Design and fabrication technologies are successful in scaling down the transistor dimensions to integrate more and more transistors in a single System-on-Chip (SoC). Technology scaling also introduces major challenges such as high defect rate and device parameter variations [1]. Increasing process-induced variations and high defect rate in nanometer regime leads to reduced yield [2]. These variations change the propagation delay in CMOS circuits, which may lead to delay failures. In Static Random Access Memory (SRAM) these variations may cause data retention or read/write failures [12]. Higher power density in modern high-performance microprocessors  $(100W/cm^2)$ for 50-nm technology [3]) leads to an overall increase of the processor temperature due to the limited cooling capacity of the package. Moreover, the power density varies across the chip surface resulting in localized hotspots [6]. Existing approaches address reliability concerns, caused by device parameter variations, during design time or by post-silicon correction and compensation solutions. Reliable computation with unreliable components has been actively studied for a long time. A wide variety of solutions have been proposed over the years with the goal of dynamic detection and correction of defects and variation-induced failures [2-4, 8]. These techniques typically incur large performance overhead [4] or do not address manufacturing defects [8].

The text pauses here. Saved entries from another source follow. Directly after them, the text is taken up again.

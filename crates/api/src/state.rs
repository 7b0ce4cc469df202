//! Shared application state

use std::sync::Arc;

use sqlx::PgPool;

use brandcast_credits::{BillingSync, CreditLedger, RateLimiter, WebhookVerifier};
use brandcast_jobs::{DeliveryConfig, GenerationClient, JobRunner, NotificationScheduler};

use crate::config::Config;

/// Shared state available to all request handlers
#[derive(Clone)]
pub struct AppState {
    pub pool: PgPool,
    pub config: Arc<Config>,
    pub ledger: CreditLedger,
    pub limiter: RateLimiter,
    pub sync: Arc<BillingSync>,
    pub verifier: Arc<WebhookVerifier>,
    pub notifications: NotificationScheduler,
    pub runner: Arc<JobRunner>,
}

impl AppState {
    /// Build the service graph from a database pool and loaded config
    pub fn new(pool: PgPool, config: Config) -> anyhow::Result<Self> {
        let generator = GenerationClient::from_env()?;
        let notifications = NotificationScheduler::new(pool.clone(), DeliveryConfig::from_env())?;

        Ok(Self {
            ledger: CreditLedger::new(pool.clone()),
            limiter: RateLimiter::new(),
            sync: Arc::new(BillingSync::new(pool.clone())),
            verifier: Arc::new(WebhookVerifier::new(config.billing_webhook_secret.clone())),
            notifications,
            runner: Arc::new(JobRunner::new(pool.clone(), generator)),
            config: Arc::new(config),
            pool,
        })
    }
}
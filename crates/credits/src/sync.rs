//! Billing provider synchronization
//!
//! Translates signed webhook events from the payment provider into ledger
//! mutations. The provider is the source of truth for plan state; this
//! module never calls out to it, it only reacts to what it is told.
//!
//! Idempotency: every processed event id is recorded in `billing_events`
//! (unique on `event_id`), and replays are acknowledged without reapplying.
//! The mutations themselves are absolute writes (set balance, set period
//! end), so even a replay that slips past the check repeats the same final
//! state rather than double-granting.

use hmac::{Hmac, Mac};
use serde::{Deserialize, Serialize};
use sha2::Sha256;
use sqlx::PgPool;
use subtle::ConstantTimeEq;
use time::OffsetDateTime;
use uuid::Uuid;

use brandcast_shared::{Account, Plan};

use crate::error::{CreditsError, CreditsResult};
use crate::ledger::CreditLedger;

type HmacSha256 = Hmac<Sha256>;

/// Accepted skew between the signature timestamp and the current clock
const SIGNATURE_TOLERANCE_SECONDS: i64 = 300;

// ===== Signature verification =====

/// Verifies `Brandcast-Signature` headers of the form `t=<unix>,v1=<hex>`,
/// where `v1 = HMAC-SHA256(secret, "{t}.{raw body}")`.
pub struct WebhookVerifier {
    secret: String,
}

impl WebhookVerifier {
    pub fn new(secret: impl Into<String>) -> Self {
        Self {
            secret: secret.into(),
        }
    }

    pub fn verify(&self, payload: &[u8], signature_header: &str) -> CreditsResult<()> {
        self.verify_at(payload, signature_header, OffsetDateTime::now_utc())
    }

    /// Verification against an injected clock, split out so tests can pin
    /// the timestamp
    pub fn verify_at(
        &self,
        payload: &[u8],
        signature_header: &str,
        now: OffsetDateTime,
    ) -> CreditsResult<()> {
        let (timestamp, provided) = parse_signature_header(signature_header)
            .ok_or(CreditsError::WebhookSignatureInvalid)?;

        if (now.unix_timestamp() - timestamp).abs() > SIGNATURE_TOLERANCE_SECONDS {
            return Err(CreditsError::WebhookSignatureInvalid);
        }

        let expected = self.compute_signature(payload, timestamp)?;
        if constant_time_compare(&expected, provided) {
            Ok(())
        } else {
            Err(CreditsError::WebhookSignatureInvalid)
        }
    }

    /// Produce a header the provider would send for `payload` at
    /// `timestamp`. Used to build fixtures in tests and staging tools.
    pub fn sign(&self, payload: &[u8], timestamp: i64) -> CreditsResult<String> {
        let signature = self.compute_signature(payload, timestamp)?;
        Ok(format!("t={},v1={}", timestamp, signature))
    }

    fn compute_signature(&self, payload: &[u8], timestamp: i64) -> CreditsResult<String> {
        let mut mac = HmacSha256::new_from_slice(self.secret.as_bytes())
            .map_err(|_| CreditsError::Internal("HMAC key initialization failed".to_string()))?;
        mac.update(timestamp.to_string().as_bytes());
        mac.update(b".");
        mac.update(payload);
        Ok(hex::encode(mac.finalize().into_bytes()))
    }
}

/// Parse `t=<unix>,v1=<hex>`. Unknown fields are skipped so the provider
/// can add signature versions without breaking us.
fn parse_signature_header(header: &str) -> Option<(i64, &str)> {
    let mut timestamp = None;
    let mut signature = None;
    for part in header.split(',') {
        let (key, value) = part.trim().split_once('=')?;
        match key {
            "t" => timestamp = value.parse().ok(),
            "v1" => signature = Some(value),
            _ => {}
        }
    }
    Some((timestamp?, signature?))
}

/// Constant-time comparison to prevent timing attacks on signature checks
fn constant_time_compare(a: &str, b: &str) -> bool {
    if a.len() != b.len() {
        // Compare against self anyway so length mismatches cost the same
        let _ = a.as_bytes().ct_eq(a.as_bytes());
        return false;
    }
    a.as_bytes().ct_eq(b.as_bytes()).into()
}

// ===== Event envelope =====

/// Event types this system reacts to
#[derive(Debug, Clone, Copy, PartialEq, Eq)]
pub enum BillingEventKind {
    SubscriptionActivated,
    InvoicePaid,
    SubscriptionUpdated,
    SubscriptionCancelled,
    PaymentFailed,
}

impl BillingEventKind {
    /// Map a wire event type. Unrecognized types return `None` and are
    /// acknowledged without action.
    pub fn parse(event_type: &str) -> Option<Self> {
        match event_type {
            "subscription.activated" => Some(Self::SubscriptionActivated),
            "invoice.paid" => Some(Self::InvoicePaid),
            "subscription.updated" => Some(Self::SubscriptionUpdated),
            "subscription.cancelled" => Some(Self::SubscriptionCancelled),
            "payment.failed" => Some(Self::PaymentFailed),
            _ => None,
        }
    }

    pub fn as_str(&self) -> &'static str {
        match self {
            Self::SubscriptionActivated => "subscription.activated",
            Self::InvoicePaid => "invoice.paid",
            Self::SubscriptionUpdated => "subscription.updated",
            Self::SubscriptionCancelled => "subscription.cancelled",
            Self::PaymentFailed => "payment.failed",
        }
    }
}

/// Webhook event envelope as the provider posts it
#[derive(Debug, Clone, Serialize, Deserialize)]
pub struct BillingEvent {
    pub id: String,
    #[serde(rename = "type")]
    pub event_type: String,
    #[serde(default)]
    pub data: BillingEventData,
}

/// Payload fields this system reads; everything else in the provider's
/// envelope is ignored
#[derive(Debug, Clone, Default, Serialize, Deserialize)]
pub struct BillingEventData {
    pub external_key: Option<String>,
    pub customer_id: Option<String>,
    pub subscription_id: Option<String>,
    pub plan: Option<String>,
    /// Unix seconds
    pub period_end: Option<i64>,
}

/// What applying one event did
#[derive(Debug)]
pub enum SyncOutcome {
    Applied {
        kind: BillingEventKind,
        account: Account,
    },
    /// Event id already processed
    Duplicate,
    /// Event references no account we know
    UnknownAccount,
    /// Event type we do not handle
    Ignored,
}

// ===== Sync service =====

pub struct BillingSync {
    pool: PgPool,
    ledger: CreditLedger,
}

impl BillingSync {
    pub fn new(pool: PgPool) -> Self {
        let ledger = CreditLedger::new(pool.clone());
        Self { pool, ledger }
    }

    /// Apply one verified event to the ledger.
    ///
    /// Unknown accounts and unhandled types are logged and acknowledged so
    /// the provider stops retrying them. Ledger errors propagate, which
    /// surfaces as a 5xx and leaves the event unrecorded for redelivery.
    pub async fn apply(&self, event: &BillingEvent) -> CreditsResult<SyncOutcome> {
        let Some(kind) = BillingEventKind::parse(&event.event_type) else {
            tracing::debug!(
                event_id = %event.id,
                event_type = %event.event_type,
                "Ignoring unhandled billing event type"
            );
            return Ok(SyncOutcome::Ignored);
        };

        if self.already_applied(&event.id).await? {
            tracing::info!(event_id = %event.id, "Skipping replayed billing event");
            return Ok(SyncOutcome::Duplicate);
        }

        let Some(account) = self.resolve_account(&event.data).await? else {
            tracing::warn!(
                event_id = %event.id,
                event_type = %event.event_type,
                "Billing event references no known account"
            );
            self.record_event(event, kind, None).await?;
            return Ok(SyncOutcome::UnknownAccount);
        };

        match kind {
            BillingEventKind::SubscriptionActivated => {
                let plan = parse_event_plan(&event.data)?;
                let period_end = parse_period_end(&event.data)?;
                self.ledger
                    .record_billing_refs(
                        &account.external_key,
                        event.data.customer_id.as_deref(),
                        event.data.subscription_id.as_deref(),
                        period_end,
                    )
                    .await?;
                self.ledger.reset_for_plan(&account.external_key, plan).await?;
            }
            BillingEventKind::InvoicePaid => {
                // Renewal: the plan already on file decides the grant
                self.ledger
                    .reset_for_plan(&account.external_key, account.current_plan())
                    .await?;
            }
            BillingEventKind::SubscriptionUpdated => match parse_period_end(&event.data)? {
                Some(period_end) => {
                    self.ledger
                        .update_period_end(&account.external_key, period_end)
                        .await?;
                }
                None => {
                    tracing::warn!(
                        event_id = %event.id,
                        "subscription.updated carried no period_end"
                    );
                }
            },
            BillingEventKind::SubscriptionCancelled => {
                self.ledger.downgrade_to_free(&account.external_key).await?;
            }
            BillingEventKind::PaymentFailed => {
                // Recorded for support visibility; the balance is untouched
                // until the provider follows up with a cancellation
                tracing::info!(
                    external_key = %account.external_key,
                    event_id = %event.id,
                    "Payment failed for account"
                );
            }
        }

        self.record_event(event, kind, Some(account.id)).await?;
        tracing::info!(
            event_id = %event.id,
            event_type = %event.event_type,
            external_key = %account.external_key,
            "Applied billing event"
        );

        // Return the post-mutation row
        let account = self.ledger.get_account(&account.external_key).await?;
        Ok(SyncOutcome::Applied { kind, account })
    }

    async fn already_applied(&self, event_id: &str) -> CreditsResult<bool> {
        let exists: bool = sqlx::query_scalar(
            r#"SELECT EXISTS(SELECT 1 FROM billing_events WHERE event_id = $1)"#,
        )
        .bind(event_id)
        .fetch_one(&self.pool)
        .await?;
        Ok(exists)
    }

    /// Prefer the explicit identity key; fall back to the stored billing
    /// customer reference for events that only carry provider ids
    async fn resolve_account(&self, data: &BillingEventData) -> CreditsResult<Option<Account>> {
        if let Some(key) = &data.external_key {
            if let Some(account) = self.ledger.find_by_external_key(key).await? {
                return Ok(Some(account));
            }
        }
        if let Some(customer_id) = &data.customer_id {
            return self.ledger.find_by_customer_id(customer_id).await;
        }
        Ok(None)
    }

    async fn record_event(
        &self,
        event: &BillingEvent,
        kind: BillingEventKind,
        account_id: Option<Uuid>,
    ) -> CreditsResult<()> {
        let payload = serde_json::to_value(&event.data)?;
        sqlx::query(
            r#"
            INSERT INTO billing_events (id, event_id, event_type, account_id, payload)
            VALUES ($1, $2, $3, $4, $5)
            ON CONFLICT (event_id) DO NOTHING
            "#,
        )
        .bind(Uuid::new_v4())
        .bind(&event.id)
        .bind(kind.as_str())
        .bind(account_id)
        .bind(payload)
        .execute(&self.pool)
        .await?;
        Ok(())
    }
}

fn parse_event_plan(data: &BillingEventData) -> CreditsResult<Plan> {
    let tag = data
        .plan
        .as_deref()
        .ok_or_else(|| CreditsError::InvalidPayload("activation event missing plan".to_string()))?;
    tag.parse()
        .map_err(|_| CreditsError::InvalidPlan(tag.to_string()))
}

fn parse_period_end(data: &BillingEventData) -> CreditsResult<Option<OffsetDateTime>> {
    match data.period_end {
        Some(seconds) => OffsetDateTime::from_unix_timestamp(seconds)
            .map(Some)
            .map_err(|_| {
                CreditsError::InvalidPayload(format!("invalid period_end timestamp: {}", seconds))
            }),
        None => Ok(None),
    }
}
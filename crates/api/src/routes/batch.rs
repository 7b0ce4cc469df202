//! Batch trigger endpoint
//!
//! External cron services hit this instead of running the worker binary.
//! Both paths drive the same tick, so deployments can use either.

use axum::{extract::State, http::HeaderMap, Json};
use serde::Serialize;

use crate::{
    error::{ApiError, ApiResult},
    routes::constant_time_eq,
    state::AppState,
};

/// Notifications delivered per triggered tick
const DELIVERY_BATCH_SIZE: i64 = 50;

#[derive(Debug, Serialize)]
pub struct BatchRunResponse {
    pub jobs_created: u64,
    pub succeeded: u64,
    pub failed: u64,
    pub notifications_sent: u64,
}

/// Run one scheduler tick: create today's jobs, drain due ones, deliver
/// due notifications
pub async fn run(
    State(state): State<AppState>,
    headers: HeaderMap,
) -> ApiResult<Json<BatchRunResponse>> {
    let provided = headers
        .get("x-batch-secret")
        .and_then(|h| h.to_str().ok())
        .unwrap_or_default();

    if !constant_time_eq(
        provided.as_bytes(),
        state.config.batch_trigger_secret.as_bytes(),
    ) {
        return Err(ApiError::Unauthorized);
    }

    let tick = state.runner.tick().await?;
    let notifications_sent = state.notifications.deliver_due(DELIVERY_BATCH_SIZE).await?;

    tracing::info!(
        jobs_created = tick.jobs_created,
        succeeded = tick.succeeded,
        failed = tick.failed,
        notifications_sent,
        "Batch tick complete"
    );

    Ok(Json(BatchRunResponse {
        jobs_created: tick.jobs_created,
        succeeded: tick.succeeded,
        failed: tick.failed,
        notifications_sent,
    }))
}
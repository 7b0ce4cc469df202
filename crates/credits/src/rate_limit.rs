//! Fixed-window rate limiting for admission control
//!
//! Counters live in process memory: losing them on restart only resets the
//! limiter, never billing state. Entries are keyed `operation:scope:raw_id`
//! so per-user, per-IP, and global ceilings never collide.
//!
//! Per-operation limits are configurable via environment variables:
//! - `RATE_LIMIT_ANALYZE_FREE_PER_MINUTE`: analyze calls per free user (default: 10)
//! - `RATE_LIMIT_ANALYZE_PAID_PER_MINUTE`: analyze calls per paid user (default: 60)
//! - `RATE_LIMIT_GENERATE_FREE_PER_MINUTE`: generate calls per free user (default: 5)
//! - `RATE_LIMIT_GENERATE_PAID_PER_MINUTE`: generate calls per paid user (default: 30)
//! - `RATE_LIMIT_IP_PER_MINUTE`: calls per origin address (default: 20)
//! - `RATE_LIMIT_GLOBAL_PER_MINUTE`: calls per operation across all callers (default: 600)

use std::collections::HashMap;
use std::sync::{Arc, OnceLock};
use time::OffsetDateTime;

use brandcast_shared::Plan;

/// Entries older than this are swept regardless of their window length
const CLEANUP_RETENTION_MS: i64 = 3_600_000;

/// Get configurable analyze limit for free accounts
fn get_analyze_free_limit() -> u32 {
    static LIMIT: OnceLock<u32> = OnceLock::new();
    *LIMIT.get_or_init(|| {
        std::env::var("RATE_LIMIT_ANALYZE_FREE_PER_MINUTE")
            .ok()
            .and_then(|v| v.parse().ok())
            .unwrap_or(10)
    })
}

/// Get configurable analyze limit for paid accounts
fn get_analyze_paid_limit() -> u32 {
    static LIMIT: OnceLock<u32> = OnceLock::new();
    *LIMIT.get_or_init(|| {
        std::env::var("RATE_LIMIT_ANALYZE_PAID_PER_MINUTE")
            .ok()
            .and_then(|v| v.parse().ok())
            .unwrap_or(60)
    })
}

/// Get configurable generate limit for free accounts
fn get_generate_free_limit() -> u32 {
    static LIMIT: OnceLock<u32> = OnceLock::new();
    *LIMIT.get_or_init(|| {
        std::env::var("RATE_LIMIT_GENERATE_FREE_PER_MINUTE")
            .ok()
            .and_then(|v| v.parse().ok())
            .unwrap_or(5)
    })
}

/// Get configurable generate limit for paid accounts
fn get_generate_paid_limit() -> u32 {
    static LIMIT: OnceLock<u32> = OnceLock::new();
    *LIMIT.get_or_init(|| {
        std::env::var("RATE_LIMIT_GENERATE_PAID_PER_MINUTE")
            .ok()
            .and_then(|v| v.parse().ok())
            .unwrap_or(30)
    })
}

/// Get configurable per-origin-address limit
fn get_ip_limit() -> u32 {
    static LIMIT: OnceLock<u32> = OnceLock::new();
    *LIMIT.get_or_init(|| {
        std::env::var("RATE_LIMIT_IP_PER_MINUTE")
            .ok()
            .and_then(|v| v.parse().ok())
            .unwrap_or(20)
    })
}

/// Get configurable per-operation global ceiling
fn get_global_limit() -> u32 {
    static LIMIT: OnceLock<u32> = OnceLock::new();
    *LIMIT.get_or_init(|| {
        std::env::var("RATE_LIMIT_GLOBAL_PER_MINUTE")
            .ok()
            .and_then(|v| v.parse().ok())
            .unwrap_or(600)
    })
}

/// Scope component of a rate-limit identifier
#[derive(Debug, Clone, Copy, PartialEq, Eq)]
pub enum LimitScope {
    User,
    Ip,
    Global,
}

impl std::fmt::Display for LimitScope {
    fn fmt(&self, f: &mut std::fmt::Formatter<'_>) -> std::fmt::Result {
        match self {
            Self::User => write!(f, "user"),
            Self::Ip => write!(f, "ip"),
            Self::Global => write!(f, "global"),
        }
    }
}

/// Rate limit configuration for one identifier class
#[derive(Debug, Clone)]
pub struct RateLimitConfig {
    /// Calls allowed per window
    pub max: u32,
    /// Window length in milliseconds, opened at the first call
    pub window_ms: i64,
}

impl Default for RateLimitConfig {
    fn default() -> Self {
        Self {
            max: 60,
            window_ms: 60_000,
        }
    }
}

/// Per-user config for an operation, split by free vs paid plan
pub fn operation_config(operation: &str, plan: Plan) -> RateLimitConfig {
    let max = match (operation, plan.is_paid()) {
        ("analyze", false) => get_analyze_free_limit(),
        ("analyze", true) => get_analyze_paid_limit(),
        ("generate", false) => get_generate_free_limit(),
        ("generate", true) => get_generate_paid_limit(),
        // Unknown operations fall back to the analyze limits
        (_, false) => get_analyze_free_limit(),
        (_, true) => get_analyze_paid_limit(),
    };
    RateLimitConfig {
        max,
        window_ms: 60_000,
    }
}

/// Rate limit check result
#[derive(Debug, Clone)]
pub struct RateLimitDecision {
    pub allowed: bool,
    pub remaining: u32,
    pub reset_at: OffsetDateTime,
    pub retry_after_seconds: Option<u32>,
}

/// In-memory fixed-window rate limiter
///
/// The window for an identifier opens at its first call and runs for the
/// configured length; calls inside the window increment a single counter and
/// are allowed while the count stays within `max`. Once the window has
/// elapsed the next call opens a fresh one. This trades fairness at window
/// boundaries for O(1) memory per identifier and a single counter mutation.
pub struct RateLimiter {
    /// Store: identifier -> (count, window_start_ms)
    windows: Arc<tokio::sync::RwLock<HashMap<String, (u32, i64)>>>,
}

impl RateLimiter {
    pub fn new() -> Self {
        Self {
            windows: Arc::new(tokio::sync::RwLock::new(HashMap::new())),
        }
    }

    /// Count a call against an identifier. Never errors; a denied call is
    /// counted and reported with `allowed = false`.
    pub async fn check(&self, identifier: &str, config: &RateLimitConfig) -> RateLimitDecision {
        let now_ms = unix_now_ms();

        let (count, window_start) = {
            let mut windows = self.windows.write().await;
            let entry = windows.entry(identifier.to_string()).or_insert((0, now_ms));

            // Window elapsed: the next call opens a fresh one
            if now_ms - entry.1 >= config.window_ms {
                entry.0 = 0;
                entry.1 = now_ms;
            }

            entry.0 += 1;
            (entry.0, entry.1)
        };

        let allowed = count <= config.max;
        let reset_ms = window_start + config.window_ms;
        let reset_at = OffsetDateTime::from_unix_timestamp_nanos(reset_ms as i128 * 1_000_000)
            .unwrap_or_else(|_| OffsetDateTime::now_utc());
        let retry_after_seconds = if allowed {
            None
        } else {
            Some((((reset_ms - now_ms).max(0) + 999) / 1000) as u32)
        };

        RateLimitDecision {
            allowed,
            remaining: config.max.saturating_sub(count),
            reset_at,
            retry_after_seconds,
        }
    }

    /// Per-user check for an operation, with the plan-specific config
    pub async fn check_user(
        &self,
        operation: &str,
        external_key: &str,
        plan: Plan,
    ) -> RateLimitDecision {
        let key = format!("{}:{}:{}", operation, LimitScope::User, external_key);
        self.check(&key, &operation_config(operation, plan)).await
    }

    /// Per-origin-address check for an operation
    pub async fn check_ip(&self, operation: &str, ip_address: &str) -> RateLimitDecision {
        let key = format!("{}:{}:{}", operation, LimitScope::Ip, ip_address);
        let config = RateLimitConfig {
            max: get_ip_limit(),
            window_ms: 60_000,
        };
        self.check(&key, &config).await
    }

    /// Aggregate ceiling for an operation across all callers
    pub async fn check_global(&self, operation: &str) -> RateLimitDecision {
        let key = format!("{}:{}:all", operation, LimitScope::Global);
        let config = RateLimitConfig {
            max: get_global_limit(),
            window_ms: 60_000,
        };
        self.check(&key, &config).await
    }

    /// Sweep expired windows (call periodically)
    pub async fn cleanup(&self) {
        let now_ms = unix_now_ms();

        let mut windows = self.windows.write().await;
        let before = windows.len();
        windows.retain(|_, (_, start)| now_ms - *start < CLEANUP_RETENTION_MS);

        let swept = before - windows.len();
        if swept > 0 {
            tracing::debug!(swept, remaining = windows.len(), "Swept rate limit windows");
        }
    }
}

impl Default for RateLimiter {
    fn default() -> Self {
        Self::new()
    }
}

impl Clone for RateLimiter {
    fn clone(&self) -> Self {
        Self {
            windows: Arc::clone(&self.windows),
        }
    }
}

fn unix_now_ms() -> i64 {
    (OffsetDateTime::now_utc().unix_timestamp_nanos() / 1_000_000) as i64
}
//! API routes

pub mod admission;
pub mod batch;
pub mod credits;
pub mod health;
pub mod unsubscribe;
pub mod webhooks;

use axum::{
    extract::DefaultBodyLimit,
    http::HeaderMap,
    routing::{get, post},
    Router,
};
use subtle::ConstantTimeEq;
use tower_http::{cors::CorsLayer, trace::TraceLayer};

use crate::state::AppState;

/// Extract client IP address from request headers.
/// Checks common proxy headers in order of preference.
pub fn extract_client_ip(headers: &HeaderMap) -> Option<String> {
    headers
        .get("cf-connecting-ip") // Cloudflare
        .or_else(|| headers.get("x-real-ip"))
        .or_else(|| headers.get("x-forwarded-for"))
        .and_then(|h| h.to_str().ok())
        .map(|s| s.split(',').next().unwrap_or(s).trim().to_string())
}

/// Constant-time equality for shared secrets and signed tokens
pub(crate) fn constant_time_eq(provided: &[u8], expected: &[u8]) -> bool {
    if provided.len() != expected.len() {
        // Burn a comparison anyway so timing does not reveal the length check
        let _ = expected.ct_eq(expected);
        return false;
    }
    provided.ct_eq(expected).into()
}

/// Create all API routes
pub fn create_router(state: AppState) -> Router {
    // Health check routes (at root level for infrastructure monitoring)
    let health_routes = Router::new()
        .route("/health", get(health::health))
        .route("/health/live", get(health::liveness))
        .route("/health/ready", get(health::readiness));

    // Service API under /v1. The webhook and batch endpoints authenticate
    // with their own shared secrets; unsubscribe with a signed token. The
    // credits and admission endpoints are called by the product backend,
    // which fronts all end-user authentication.
    let api_v1_routes = Router::new()
        .route("/credits/:external_key", get(credits::get_balance))
        .route("/credits/consume", post(credits::consume))
        .route("/credits/refund", post(credits::refund))
        .route("/admission/check", post(admission::check))
        .route("/webhooks/billing", post(webhooks::billing))
        .route("/batch/run", post(batch::run))
        .route("/unsubscribe", get(unsubscribe::unsubscribe));

    Router::new()
        .merge(health_routes)
        .nest("/v1", api_v1_routes)
        .layer(TraceLayer::new_for_http())
        .layer(CorsLayer::permissive())
        // Request body cap; the largest legitimate payload is a webhook event
        .layer(DefaultBodyLimit::max(1024 * 1024))
        .with_state(state)
}

#[cfg(test)]
mod tests {
    use super::*;

    #[test]
    fn test_extract_client_ip_precedence() {
        let mut headers = HeaderMap::new();
        headers.insert("x-forwarded-for", "203.0.113.9, 10.0.0.1".parse().unwrap());
        headers.insert("x-real-ip", "198.51.100.4".parse().unwrap());
        headers.insert("cf-connecting-ip", "192.0.2.1".parse().unwrap());

        // Cloudflare header wins over the generic proxy headers
        assert_eq!(extract_client_ip(&headers), Some("192.0.2.1".to_string()));

        headers.remove("cf-connecting-ip");
        assert_eq!(extract_client_ip(&headers), Some("198.51.100.4".to_string()));

        // x-forwarded-for takes the first hop and trims whitespace
        headers.remove("x-real-ip");
        assert_eq!(extract_client_ip(&headers), Some("203.0.113.9".to_string()));

        headers.remove("x-forwarded-for");
        assert_eq!(extract_client_ip(&headers), None);
    }

    #[test]
    fn test_constant_time_eq() {
        assert!(constant_time_eq(b"secret-value", b"secret-value"));
        assert!(!constant_time_eq(b"secret-value", b"secret-valuX"));
        assert!(!constant_time_eq(b"short", b"secret-value"));
        assert!(!constant_time_eq(b"", b"secret-value"));
        assert!(constant_time_eq(b"", b""));
    }
}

In this paper, we propose an architecture-level solution for improving reliability for multicore architectures in the presence of both manufacturing defects and parameter variation induced reliability issues. Each core in a typical multicore architecture uses a small private (e.g., L1) cache whereas a set of cores share a large next level cache (e.g., L2). Our proposed scheme allows on-demand transfer of computation from functional units such as integer Arithmetic Logic Unit (ALU) to the private and shared caches. Here we assume that under a fixed delay target, one or more logic units are nonfunctional while any hard defect or variation induced parametric failure in memory has been addressed using suitable redundancy [13] or re-mapping [2] techniques. In such a scenario, the memory can compensate for hard manufacturing defects as well as parametric failures (such as delay failures) in logic units. Moreover, the method can be used to address reliability problems to thermal variations, by dynamically transferring activities of a functional unit (FU) to memory when the FU experiences high temperature. The basic idea is that part of a cache (or separate embedded memory) can be used to implement the functionality of different execution units, such as adder or multiplier by storing the results of Boolean functions in lookup table (LUT) format. As a result, reconfigured caches can be used as a private or shared reconfigurable computing resource for ondemand computing. Note that the proposed computing model does not adversely affect the memory integration density. Moreover, it also remains transparent to the software execution flow.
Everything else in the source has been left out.